3. Il ressort des pièces du dossier, que M. et Mme D... ont saisi le tribunal administratif de Nîmes d'une demande tendant à la " contestation contre le PPRI passé en commission d'enquête fin 2016 ". Cette demande a été requalifiée par le président de la 4ème chambre du tribunal administratif comme visant à contester le PPRI en tant qu'il classe en zone non urbaine inondable le terrain leur appartenant. Il a toutefois, dans le même temps, estimé que les conclusions de la demande étaient finalement dirigées contre des actes préparatoires insusceptibles de faire l'objet d'un recours en excès de pouvoir. Cependant, à la date de l'ordonnance attaquée, l'arrêté préfectoral approuvant le PPRI avait été édicté, de sorte qu'il aurait dû inviter les requérants à régulariser leur demande par la communication de la décision contestée.
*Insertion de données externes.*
//! Document model: diagram entities and the in-memory store that owns them.
//!
//! Each [`Entity`] wraps the plain [`EntityRecord`] that travels on the wire
//! and adds view-only state: the screen projection, the local `selected` flag,
//! and a `moved` dirty flag. Projections are recomputed lazily for moved
//! entities and in bulk whenever the viewport changes.
//!
//! Store order is insertion order and doubles as draw order; later entities
//! draw on top and win hit tests.

#[cfg(test)]
#[path = "doc_test.rs"]
mod doc_test;

use std::fmt;
use std::str::FromStr;

use frames::{EntityPatch, EntityRecord, unique_id};
use tracing::{debug, warn};

use crate::camera::{Projection, Viewport};

/// Errors raised by the entity store.
#[derive(Debug, Clone, PartialEq, Eq, thiserror::Error)]
pub enum StoreError {
    #[error("unknown entity class: {0}")]
    UnknownEntityClass(String),
}

/// Entity variant tag. Behaviour is identical across classes; the tag only
/// gates which records the store accepts.
#[derive(Debug, Clone, Copy, PartialEq, Eq, Hash)]
pub enum EntityClass {
    Actor,
    Prop,
    Scenery,
}

impl EntityClass {
    #[must_use]
    pub fn as_str(self) -> &'static str {
        match self {
            Self::Actor => "actor",
            Self::Prop => "prop",
            Self::Scenery => "scenery",
        }
    }
}

impl fmt::Display for EntityClass {
    fn fmt(&self, f: &mut fmt::Formatter<'_>) -> fmt::Result {
        f.write_str(self.as_str())
    }
}

impl FromStr for EntityClass {
    type Err = StoreError;

    fn from_str(s: &str) -> Result<Self, Self::Err> {
        match s {
            "actor" => Ok(Self::Actor),
            "prop" => Ok(Self::Prop),
            "scenery" => Ok(Self::Scenery),
            other => Err(StoreError::UnknownEntityClass(other.to_owned())),
        }
    }
}

/// A live entity: the wire record plus derived view state.
#[derive(Debug, Clone, PartialEq)]
pub struct Entity {
    pub record: EntityRecord,
    pub class: EntityClass,
    pub projection: Projection,
    /// Local-only selection highlight.
    pub selected: bool,
    /// Projection is stale.
    pub moved: bool,
}

impl Entity {
    /// Wrap a record, validating its class and computing its projection.
    ///
    /// # Errors
    ///
    /// Returns [`StoreError::UnknownEntityClass`] if `class` is not recognised.
    pub fn new(record: EntityRecord, viewport: &Viewport) -> Result<Self, StoreError> {
        let class = record.class.parse()?;
        let projection = viewport.project(record.pos_x, record.pos_y, record.size);
        Ok(Self { record, class, projection, selected: false, moved: false })
    }

    #[must_use]
    pub fn id(&self) -> &str {
        &self.record.id
    }

    #[must_use]
    pub fn diagram_id(&self) -> &str {
        &self.record.diagram_id
    }

    /// Recompute the projection from the current record.
    pub fn reproject(&mut self, viewport: &Viewport) {
        self.projection = viewport.project(self.record.pos_x, self.record.pos_y, self.record.size);
        self.moved = false;
    }
}

/// What a partial update changed, so callers can react.
#[derive(Debug, Clone, Copy, PartialEq, Eq, Default)]
pub struct PatchEffect {
    /// A projected attribute changed.
    pub moved: bool,
    /// New `hasController` value, when the patch carried one that differs.
    pub control_changed: Option<bool>,
}

/// In-memory store of one diagram's entities.
#[derive(Debug, Default)]
pub struct EntityStore {
    entities: Vec<Entity>,
}

impl EntityStore {
    #[must_use]
    pub fn new() -> Self {
        Self::default()
    }

    /// Add records, assigning ids to those that lack one.
    ///
    /// Records with an unknown class are logged and dropped; the rest of the
    /// batch still lands. A record whose id already exists replaces the old
    /// entity in place. Returns the ids that were stored.
    pub fn add_entities(&mut self, records: Vec<EntityRecord>, viewport: &Viewport) -> Vec<String> {
        let mut added = Vec::with_capacity(records.len());
        for mut record in records {
            if record.id.is_empty() {
                record.id = unique_id();
            }
            let entity = match Entity::new(record, viewport) {
                Ok(entity) => entity,
                Err(e) => {
                    warn!(error = %e, "dropping entity record");
                    continue;
                }
            };
            added.push(entity.id().to_owned());
            match self.position(entity.id()) {
                Some(i) => self.entities[i] = entity,
                None => self.entities.push(entity),
            }
        }
        added
    }

    /// Remove entities by id. Absent ids are ignored. Returns how many were
    /// removed.
    pub fn remove_entities<S: AsRef<str>>(&mut self, ids: &[S]) -> usize {
        let before = self.entities.len();
        self.entities.retain(|e| !ids.iter().any(|id| id.as_ref() == e.id()));
        before - self.entities.len()
    }

    #[must_use]
    pub fn get(&self, id: &str) -> Option<&Entity> {
        self.entities.iter().find(|e| e.id() == id)
    }

    pub fn get_mut(&mut self, id: &str) -> Option<&mut Entity> {
        self.entities.iter_mut().find(|e| e.id() == id)
    }

    /// Merge `patch` into the named entity. Returns `None` for an unknown id.
    ///
    /// A change to a projected field marks the entity `moved`; the projection
    /// itself is refreshed by [`EntityStore::refresh_moved`].
    pub fn apply_partial(&mut self, patch: &EntityPatch) -> Option<PatchEffect> {
        let Some(entity) = self.get_mut(&patch.id) else {
            debug!(id = %patch.id, "partial update for unknown entity");
            return None;
        };
        let had_controller = entity.record.has_controller;
        let moved = entity.record.apply(patch);
        if let Some(class) = &patch.class {
            match class.parse() {
                Ok(parsed) => entity.class = parsed,
                Err(e) => warn!(id = %patch.id, error = %e, "keeping previous entity class"),
            }
        }
        entity.moved |= moved;
        let control_changed = (entity.record.has_controller != had_controller).then_some(entity.record.has_controller);
        Some(PatchEffect { moved, control_changed })
    }

    /// Replace the full entity list, as on `entities_set`.
    pub fn replace_all(&mut self, records: Vec<EntityRecord>, viewport: &Viewport) {
        self.entities.clear();
        self.add_entities(records, viewport);
    }

    /// Plain records with derived and local-only state stripped.
    #[must_use]
    pub fn export_all(&self) -> Vec<EntityRecord> {
        self.entities.iter().map(|e| e.record.clone()).collect()
    }

    /// Recompute projections of entities marked `moved`. Returns how many were
    /// refreshed.
    pub fn refresh_moved(&mut self, viewport: &Viewport) -> usize {
        let mut count = 0;
        for entity in self.entities.iter_mut().filter(|e| e.moved) {
            entity.reproject(viewport);
            count += 1;
        }
        count
    }

    /// Recompute every projection after a viewport change.
    pub fn reproject_all(&mut self, viewport: &Viewport) {
        for entity in &mut self.entities {
            entity.reproject(viewport);
        }
    }

    /// Entities in draw order.
    pub fn iter(&self) -> impl DoubleEndedIterator<Item = &Entity> {
        self.entities.iter()
    }

    pub fn iter_mut(&mut self) -> impl Iterator<Item = &mut Entity> {
        self.entities.iter_mut()
    }

    #[must_use]
    pub fn len(&self) -> usize {
        self.entities.len()
    }

    #[must_use]
    pub fn is_empty(&self) -> bool {
        self.entities.is_empty()
    }

    fn position(&self, id: &str) -> Option<usize> {
        self.entities.iter().position(|e| e.id() == id)
    }
}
Par suite, le recours présenté devant le tribunal administratif par M. et Mme D... était recevable. Dans ces conditions, l'ordonnance attaquée est entachée d'irrégularité.

4. Il résulte de ce qui précède qu'il y a lieu d'annuler l'ordonnance attaquée et de statuer, par la voie de l'évocation, sur la demande présentée par M. et Mme D... devant le tribunal administratif de Marseille.
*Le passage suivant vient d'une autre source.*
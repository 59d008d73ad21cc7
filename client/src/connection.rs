//! Socket driver for [`SyncClient`].
//!
//! One task owns the WebSocket and the client. It multiplexes four sources in
//! a `tokio::select!` loop: inbound socket messages, the client's outbox,
//! commands from [`ClientHandle`]s, and the client's next timer deadline.
//! Because every mutation happens on that task, the client needs no locking.

use std::time::Instant;

use futures_util::{Sink, SinkExt, Stream, StreamExt};
use tokio::sync::{mpsc, oneshot};
use tokio::task::JoinHandle;
use tokio::time::sleep_until;
use tokio_tungstenite::connect_async;
use tokio_tungstenite::tungstenite::{Error as WsError, Message};
use tracing::{debug, info, warn};

use crate::sync::{SyncClient, SyncEvent};
use crate::{ClientConfig, ClientError};

type Command = Box<dyn FnOnce(&mut SyncClient) + Send>;

/// Cloneable handle for running closures against the driven client.
#[derive(Clone)]
pub struct ClientHandle {
    commands: mpsc::UnboundedSender<Command>,
}

impl std::fmt::Debug for ClientHandle {
    fn fmt(&self, f: &mut std::fmt::Formatter<'_>) -> std::fmt::Result {
        f.debug_struct("ClientHandle").finish_non_exhaustive()
    }
}

impl ClientHandle {
    /// Run `f` on the driver task and return its result.
    ///
    /// # Errors
    ///
    /// Returns [`ClientError::Closed`] once the driver has exited.
    pub async fn call<R, F>(&self, f: F) -> Result<R, ClientError>
    where
        R: Send + 'static,
        F: FnOnce(&mut SyncClient) -> R + Send + 'static,
    {
        let (tx, rx) = oneshot::channel();
        let command: Command = Box::new(move |client| {
            if tx.send(f(client)).is_err() {
                debug!("caller dropped before command result");
            }
        });
        self.commands.send(command).map_err(|_| ClientError::Closed)?;
        rx.await.map_err(|_| ClientError::Closed)
    }
}

/// Connect to `url` and spawn the driver task.
///
/// `events` receives every [`SyncEvent`], ending with `Closed`. The join
/// handle resolves when the socket closes or every handle is dropped.
///
/// # Errors
///
/// Returns [`ClientError::WebSocket`] if the handshake fails.
pub async fn connect(
    url: &str,
    config: ClientConfig,
    events: mpsc::UnboundedSender<SyncEvent>,
) -> Result<(ClientHandle, JoinHandle<Result<(), ClientError>>), ClientError> {
    let mut client = SyncClient::new(config);
    client.set_event_sink(events);
    client.set_connecting();

    let (stream, _) = connect_async(url).await?;
    info!(%url, "connected");

    let (outbox_tx, outbox_rx) = mpsc::unbounded_channel();
    client.set_open(outbox_tx);

    let (commands_tx, commands_rx) = mpsc::unbounded_channel();
    let task = tokio::spawn(drive(stream, client, outbox_rx, commands_rx));
    Ok((ClientHandle { commands: commands_tx }, task))
}

async fn drive<S>(
    stream: S,
    mut client: SyncClient,
    mut outbox: mpsc::UnboundedReceiver<String>,
    mut commands: mpsc::UnboundedReceiver<Command>,
) -> Result<(), ClientError>
where
    S: Stream<Item = Result<Message, WsError>> + Sink<Message, Error = WsError> + Unpin,
{
    let (mut ws_tx, mut ws_rx) = stream.split();

    let result = loop {
        // Without a deadline the timer arm is disabled.
        let deadline = client.next_deadline();
        let timer = sleep_until(deadline.unwrap_or_else(Instant::now).into());

        tokio::select! {
            msg = ws_rx.next() => match msg {
                Some(Ok(Message::Text(text))) => client.handle_text(&text),
                Some(Ok(Message::Close(_))) | None => {
                    info!("server closed connection");
                    break Ok(());
                }
                Some(Ok(_)) => {}
                Some(Err(e)) => {
                    warn!(error = %e, "websocket read failed");
                    break Err(ClientError::from(e));
                }
            },
            Some(text) = outbox.recv() => {
                if let Err(e) = ws_tx.send(Message::Text(text.into())).await {
                    warn!(error = %e, "websocket write failed");
                    break Err(ClientError::from(e));
                }
            }
            command = commands.recv() => match command {
                Some(command) => command(&mut client),
                None => {
                    debug!("all handles dropped; closing");
                    if let Err(e) = ws_tx.send(Message::Close(None)).await {
                        debug!(error = %e, "close frame not sent");
                    }
                    break Ok(());
                }
            },
            () = timer, if deadline.is_some() => client.poll_at(Instant::now()),
        }
    };

    client.set_closed();
    result
}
Sur la légalité de l'arrêté du 17 juillet 2017 par lequel le préfet du Gard a approuvé le plan de prévention des risques inondation de la commune de Caveirac :

En ce qui concerne la légalité externe :

5. M. et Mme D... ont soulevé pour la première fois le 2 décembre 2017, date d'enregistrement de leur requête devant la Cour, des moyens tirés de l'insuffisance du dossier soumis à enquête publique et de l'absence, en annexe de l'arrêté du 30 janvier 2015 par lequel le préfet du Gard a prescrit la révision partielle du PPRI, de la décision du 15 janvier 2015 de l'autorité de l'Etat compétente en matière d'environnement. Toutefois ces moyens, qui ne sont pas d'ordre public, ne sont pas recevables dès lors qu'ils se rattachent à une cause juridique différente de celle dont relève le seul moyen de légalité interne soulevé dans le délai de recours contentieux devant le tribunal.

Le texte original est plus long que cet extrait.